Pourquoi la Namibie est-elle l'un des pays les plus touchés par le cancer du col de l'utérus ?

Chaque année, des milliers de femmes namibiennes reçoivent un diagnostic qui bouleverse leur vie : le cancer du col de l'utérus. Avec un taux d'incidence estimé à 37,5 cas pour 100 000 femmes, la Namibie figure parmi les pays les plus durement touchés par cette maladie, avec un niveau près de trois fois supérieur à la moyenne mondiale. Pourtant, il s'agit de l'un des cancers les plus évitables et les plus curables lorsqu'il est détecté suffisamment tôt.

Pourquoi une telle situation ?

La principale cause est connue depuis longtemps : l'infection persistante par le papillomavirus humain (HPV), un virus extrêmement répandu transmis principalement lors des relations sexuelles. Dans la majorité des cas, l'organisme élimine naturellement le virus. Mais chez certaines femmes, l'infection persiste pendant plusieurs années et peut provoquer des lésions qui évoluent progressivement vers un cancer. Selon l'Organisation mondiale de la Santé, près de 99 % des cancers du col de l'utérus sont liés à une infection par un HPV à haut risque.

En Namibie, plusieurs facteurs aggravent cette menace. Les chercheurs soulignent d'abord les difficultés d'accès aux services de santé, notamment dans les zones rurales. Les centres de dépistage sont parfois éloignés, les équipements insuffisants et les professionnels spécialisés peu nombreux. Une étude récente menée dans les régions rurales du pays montre également que les ruptures de matériel médical, les difficultés de transport et le manque de sensibilisation retardent considérablement le diagnostic des patientes.

À cela s'ajoute un autre défi majeur : la forte prévalence du VIH. Les femmes vivant avec le VIH présentent un risque environ six fois plus élevé de développer un cancer du col de l'utérus que les autres femmes. Cette réalité renforce la vulnérabilité de nombreux pays d'Afrique australe, où les deux maladies se croisent fréquemment.
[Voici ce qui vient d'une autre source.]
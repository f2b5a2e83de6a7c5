//! Shared type definitions for the Enclave segregation simulator.
//!
//! This crate is the single source of truth for the types that cross crate
//! boundaries in the workspace: the [`House`] record and its wire encoding,
//! the partition/run identifiers, and the payloads exchanged between
//! workers and the coordinator at each round barrier.
//!
//! # Modules
//!
//! - [`ids`] -- Typed identifiers (partition slots, run ids)
//! - [`enums`] -- Closed enumerations (partition strategies)
//! - [`structs`] -- Record structs (houses, reports, checkpoints)

pub mod enums;
pub mod ids;
pub mod structs;

// Re-export all public types at crate root for convenience.
pub use enums::PartitionStrategy;
pub use ids::{PartitionId, RunId};
pub use structs::{CheckpointRecord, House, Race, WorkerReport};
Mais derrière les statistiques se cachent des histoires humaines. Barbara Kamba-Nyathi, diagnostiquée d'un cancer du col de l'utérus à seulement 29 ans, raconte avoir dû affronter non seulement la maladie, mais aussi les préjugés. Beaucoup associaient automatiquement son cancer au VIH, créant une stigmatisation qui décourage encore aujourd'hui certaines femmes de consulter rapidement. Son témoignage est devenu un symbole de la nécessité de parler ouvertement de cette maladie.

Face à cette crise sanitaire, les médecins namibiens refusent cependant de céder au fatalisme. Leur combat repose sur trois priorités : renforcer le dépistage précoce, améliorer l'accès aux traitements et développer la vaccination contre le HPV. Depuis 2025, le pays a lancé une campagne nationale de vaccination visant les jeunes filles de 9 à 14 ans, avec l'appui de l'Organisation mondiale de la Santé et de plusieurs partenaires internationaux. L'objectif est de protéger une nouvelle génération avant même l'exposition au virus.

Parallèlement, des campagnes communautaires de dépistage sont organisées afin de rapprocher les services médicaux des populations les plus éloignées. Les professionnels de santé multiplient également les actions de sensibilisation pour rappeler qu'un simple dépistage peut détecter des lésions précancéreuses bien avant qu'elles ne deviennent mortelles.

L'OMS rappelle d'ailleurs que l'élimination du cancer du col de l'utérus est désormais un objectif mondial. Sa stratégie dite « 90-70-90 » vise à vacciner 90 % des jeunes filles avant 15 ans, dépister 70 % des femmes à deux moments clés de leur vie et traiter 90 % des femmes présentant des lésions précancéreuses ou un cancer. Si ces objectifs sont atteints, cette maladie pourrait devenir extrêmement rare dans les prochaines décennies.

L'histoire de la Namibie rappelle ainsi une vérité essentielle : le cancer du col de l'utérus n'est pas une fatalité. Il est aujourd'hui l'un des rares cancers que l'humanité possède les moyens de prévenir presque entièrement. Le véritable défi n'est donc plus scientifique, mais celui de l'accès équitable à la prévention, au dépistage et aux soins.